High Court of Delhi, India has issued a notice to the Ministry of Health & Family Welfare (MOHFW) on petition of Indian Optometry Federation (IOF).
The notice was on the illegal release of money for deployment of untrained, unqualified manpower in various Vision centers established under NPCB program on Control of Blindness.
The petition filed by Indian Optometry Federation alleges that the government is releasing funds to the NGOs, private companies deploying untrained manpower under various misleading names of Eye Technicians.
In our petition we have pleaded the High court to put stay on the grants to NGOs, Hospitals and private companies for various vision centers being established by them and huge money being spent without any benefit to the masses, informed Bhardwaj.
Optometrists are trained health care professionals who evaluate eye health, clarity of vision and importantly, can detect several disorders of eye like cataract and glaucoma as well as identify systemic diseases like diabetes.
As per estimate the total blind population in the country, 4.7% accounted for diabetic retinopathy and age related macular degeneration. Optometrists can help in early detection of diabetic retinopathy and in co-management of the same.
Bhardwaj said that Optometrist in developed countries provides 70 to 90% of total primary eye care independently. "We have 143 UGC recognized institutions and approximately 40000 plus optometrists in India but as per WHO, India requires about 2 lakh optometrists," he said.
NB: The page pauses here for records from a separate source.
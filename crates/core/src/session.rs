use std::cell::{Cell, RefCell};
use std::collections::HashMap;

use ambience_backend::{Backend, BackendKind, GateError, Handle, Volume};
use ambience_catalog::{Catalog, Track, TrackId};
use futures_util::future::join_all;
use log::{debug, info, warn};
use tokio::sync::watch;

use crate::config::SessionConfig;
use crate::error::{PlaybackCause, PlaybackError};
use crate::gate::{Gate, GateState};
use crate::state::{SessionState, TrackPhase};

/// Outcome of a toggle-style command.
#[derive(Debug, Clone, Copy, PartialEq, Eq)]
pub enum Toggled {
    Started,
    Stopped,
    /// Another transition for the track was already in flight, or there was
    /// nothing to do.
    Ignored,
}

/// Owns one backend and at most one handle per track.
///
/// All methods take `&self` and must run on a single thread. Commands for
/// different tracks interleave freely; a second command for a track that is
/// mid-transition is ignored.
pub struct Session {
    catalog: Catalog,
    backend: Backend,
    gate: Gate,
    handles: RefCell<HashMap<TrackId, Handle>>,
    transitions: RefCell<HashMap<TrackId, TrackPhase>>,
    closed: Cell<bool>,
    state: watch::Sender<SessionState>,
}

impl Session {
    pub fn new(catalog: Catalog, backend: Backend, config: SessionConfig) -> Self {
        backend.configure(&config.policy);

        let gate = Gate::new();
        let mut state = SessionState {
            initialized: gate.observe(&backend) == GateState::Unlocked,
            ..SessionState::default()
        };
        for (id, raw) in &config.volumes {
            match catalog.get(id) {
                Some(track) => {
                    state.volumes.insert(track.id.clone(), Volume::clamped(*raw));
                }
                None => warn!("config sets a volume for unknown track '{id}'"),
            }
        }

        info!(
            "session ready: {} tracks on the {} backend",
            catalog.len(),
            backend.kind()
        );
        let (state, _) = watch::channel(state);
        Self {
            catalog,
            backend,
            gate,
            handles: RefCell::new(HashMap::new()),
            transitions: RefCell::new(HashMap::new()),
            closed: Cell::new(false),
            state,
        }
    }

    /// A session on this platform's default backend.
    pub fn with_platform(catalog: Catalog, config: SessionConfig) -> anyhow::Result<Self> {
        Ok(Self::new(catalog, Backend::detect()?, config))
    }

    pub fn catalog(&self) -> &Catalog {
        &self.catalog
    }

    pub fn backend_kind(&self) -> BackendKind {
        self.backend.kind()
    }

    pub fn gate_state(&self) -> GateState {
        self.gate.state()
    }

    pub fn snapshot(&self) -> SessionState {
        self.state.borrow().clone()
    }

    /// Every state change is published here.
    pub fn subscribe(&self) -> watch::Receiver<SessionState> {
        self.state.subscribe()
    }

    pub fn is_playing(&self, id: &str) -> bool {
        self.state.borrow().is_playing(id)
    }

    pub fn volume(&self, id: &str) -> Volume {
        self.state.borrow().volume(id)
    }

    pub fn phase(&self, id: &str) -> TrackPhase {
        if let Some(phase) = self.transitions.borrow().get(id) {
            return *phase;
        }
        if self.is_playing(id) {
            TrackPhase::Playing
        } else {
            TrackPhase::Idle
        }
    }

    /// Record a sticky volume and forward it to the live handle, if any.
    /// Returns the clamped value.
    pub fn set_volume(&self, id: &str, raw: i64) -> Volume {
        let volume = Volume::clamped(raw);
        let Some(track) = self.catalog.get(id) else {
            warn!("ignoring volume for unknown track '{id}'");
            return volume;
        };

        self.update(|state| {
            state.volumes.insert(track.id.clone(), volume);
        });
        if let Some(handle) = self.handle(&track.id) {
            if let Err(err) = self.backend.set_volume(handle, volume) {
                warn!("'{}': {err}", track.id);
            }
        }
        volume
    }

    pub async fn toggle(&self, id: &str) -> Result<Toggled, PlaybackError> {
        let track = self.track(id)?;
        let playing = self.is_playing(id);
        let phase = if playing {
            TrackPhase::Stopping
        } else {
            TrackPhase::Starting
        };
        let Some(_transition) = Transition::begin(&self.transitions, &track.id, phase) else {
            debug!("'{id}' is busy, toggle ignored");
            return Ok(Toggled::Ignored);
        };

        if playing {
            self.stop_track(track).await;
            Ok(Toggled::Stopped)
        } else {
            self.start_track(track).await?;
            Ok(Toggled::Started)
        }
    }

    /// Pause `id` if it is playing.
    pub async fn stop(&self, id: &str) -> Result<Toggled, PlaybackError> {
        let track = self.track(id)?;
        if !self.is_playing(id) {
            return Ok(Toggled::Ignored);
        }
        let Some(_transition) =
            Transition::begin(&self.transitions, &track.id, TrackPhase::Stopping)
        else {
            return Ok(Toggled::Ignored);
        };

        self.stop_track(track).await;
        Ok(Toggled::Stopped)
    }

    /// Rewind `id` to the start and play it, whether or not it was playing.
    pub async fn restart(&self, id: &str) -> Result<Toggled, PlaybackError> {
        let track = self.track(id)?;
        let Some(transition) = Transition::begin(&self.transitions, &track.id, TrackPhase::Stopping)
        else {
            debug!("'{id}' is busy, restart ignored");
            return Ok(Toggled::Ignored);
        };

        if let Some(handle) = self.handle(&track.id) {
            if let Err(err) = self.backend.stop(handle).await {
                warn!("'{id}': {err}");
            }
            self.set_playing(&track.id, false);
        }

        transition.advance(TrackPhase::Starting);
        self.start_track(track).await?;
        Ok(Toggled::Started)
    }

    /// Stop every playing track. Returns how many were stopped.
    pub async fn stop_all(&self) -> usize {
        let playing: Vec<TrackId> = self.state.borrow().playing_tracks().cloned().collect();
        let outcomes = join_all(playing.iter().map(|id| self.stop(id.as_str()))).await;
        outcomes
            .into_iter()
            .filter(|outcome| matches!(outcome, Ok(Toggled::Stopped)))
            .count()
    }

    /// Unlock audio output. Call from a user gesture on platforms that need
    /// one; elsewhere it returns immediately.
    pub async fn unlock_audio(&self) -> Result<(), GateError> {
        self.gate.unlock(&self.backend).await?;
        self.mark_initialized();
        Ok(())
    }

    /// Dispose every handle and close the session. Safe to call repeatedly.
    pub async fn teardown(&self) {
        let first = !self.closed.replace(true);
        let handles: Vec<(TrackId, Handle)> = self.handles.borrow_mut().drain().collect();
        if first {
            info!("tearing down session, releasing {} handles", handles.len());
        }

        for (id, handle) in handles {
            debug!("disposing '{id}'");
            self.backend.dispose(handle).await;
        }
        self.state.send_if_modified(|state| {
            let changed = !state.playing.is_empty();
            state.playing.clear();
            changed
        });
    }

    fn track(&self, id: &str) -> Result<&Track, PlaybackError> {
        if self.closed.get() {
            return Err(PlaybackError::new(&TrackId::new(id), PlaybackCause::SessionClosed));
        }
        self.catalog
            .get(id)
            .ok_or_else(|| PlaybackError::new(&TrackId::new(id), PlaybackCause::UnknownTrack))
    }

    fn handle(&self, id: &TrackId) -> Option<Handle> {
        self.handles.borrow().get(id).copied()
    }

    fn update(&self, modify: impl FnOnce(&mut SessionState)) {
        self.state.send_modify(modify);
    }

    fn set_playing(&self, id: &TrackId, playing: bool) {
        self.update(|state| {
            state.playing.insert(id.clone(), playing);
        });
    }

    fn mark_initialized(&self) {
        if !self.state.borrow().initialized {
            self.update(|state| state.initialized = true);
        }
    }

    fn ensure_open(&self, track: &Track) -> Result<(), PlaybackError> {
        if self.closed.get() {
            return Err(PlaybackError::new(&track.id, PlaybackCause::SessionClosed));
        }
        Ok(())
    }

    async fn start_track(&self, track: &Track) -> Result<(), PlaybackError> {
        if !self.state.borrow().initialized {
            self.unlock_audio()
                .await
                .map_err(|err| PlaybackError::new(&track.id, err))?;
            self.ensure_open(track)?;
        }

        let volume = self.volume(track.id.as_str());
        let handle = match self.handle(&track.id) {
            Some(handle) => {
                if let Err(err) = self.backend.set_volume(handle, volume) {
                    warn!("'{}': {err}", track.id);
                }
                handle
            }
            None => self.acquire(track, volume).await?,
        };

        debug!("starting '{}'", track.id);
        self.backend
            .start(handle)
            .await
            .map_err(|err| PlaybackError::new(&track.id, err))?;
        self.ensure_open(track)?;

        self.set_playing(&track.id, true);
        Ok(())
    }

    async fn acquire(&self, track: &Track, volume: Volume) -> Result<Handle, PlaybackError> {
        let handle = self
            .backend
            .acquire(track, volume)
            .await
            .map_err(|err| PlaybackError::new(&track.id, err))?;

        if self.closed.get() {
            self.backend.dispose(handle).await;
            return Err(PlaybackError::new(&track.id, PlaybackCause::SessionClosed));
        }

        info!("acquired '{}' from {}", track.id, track.source);
        self.handles.borrow_mut().insert(track.id.clone(), handle);

        // The volume may have moved while the handle was loading.
        let current = self.volume(track.id.as_str());
        if current != volume {
            if let Err(err) = self.backend.set_volume(handle, current) {
                warn!("'{}': {err}", track.id);
            }
        }
        Ok(handle)
    }

    /// The intent to stop always wins: a failed pause is logged and the
    /// track is reported stopped anyway.
    async fn stop_track(&self, track: &Track) {
        if let Some(handle) = self.handle(&track.id) {
            debug!("pausing '{}'", track.id);
            if let Err(err) = self.backend.pause(handle).await {
                warn!("'{}': {err}", track.id);
            }
        }
        if !self.closed.get() {
            self.set_playing(&track.id, false);
        }
    }
}

/// Marks a track as mid-transition until dropped.
struct Transition<'a> {
    transitions: &'a RefCell<HashMap<TrackId, TrackPhase>>,
    track: TrackId,
}

impl<'a> Transition<'a> {
    fn begin(
        transitions: &'a RefCell<HashMap<TrackId, TrackPhase>>,
        track: &TrackId,
        phase: TrackPhase,
    ) -> Option<Self> {
        let mut in_flight = transitions.borrow_mut();
        if in_flight.contains_key(track) {
            return None;
        }
        in_flight.insert(track.clone(), phase);
        Some(Self {
            transitions,
            track: track.clone(),
        })
    }

    fn advance(&self, phase: TrackPhase) {
        if let Some(current) = self.transitions.borrow_mut().get_mut(&self.track) {
            *current = phase;
        }
    }
}

impl Drop for Transition<'_> {
    fn drop(&mut self) {
        self.transitions.borrow_mut().remove(&self.track);
    }
}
R. S. Berwal, Secretary, IOF, said, "Blindness in India can only be reduced or controlled if optometry is given its role of primary health care where they can diagnoses and treat patients for common eye ailments and refer patients who needs specialized care and surgical intervention."
MOHFW unlawfully changed our duties, so that optometrists may remain subordinate and assistants in health care system. Bhardwaj said, "Without any rights and an independent optometry council, all these issues cannot be addressed."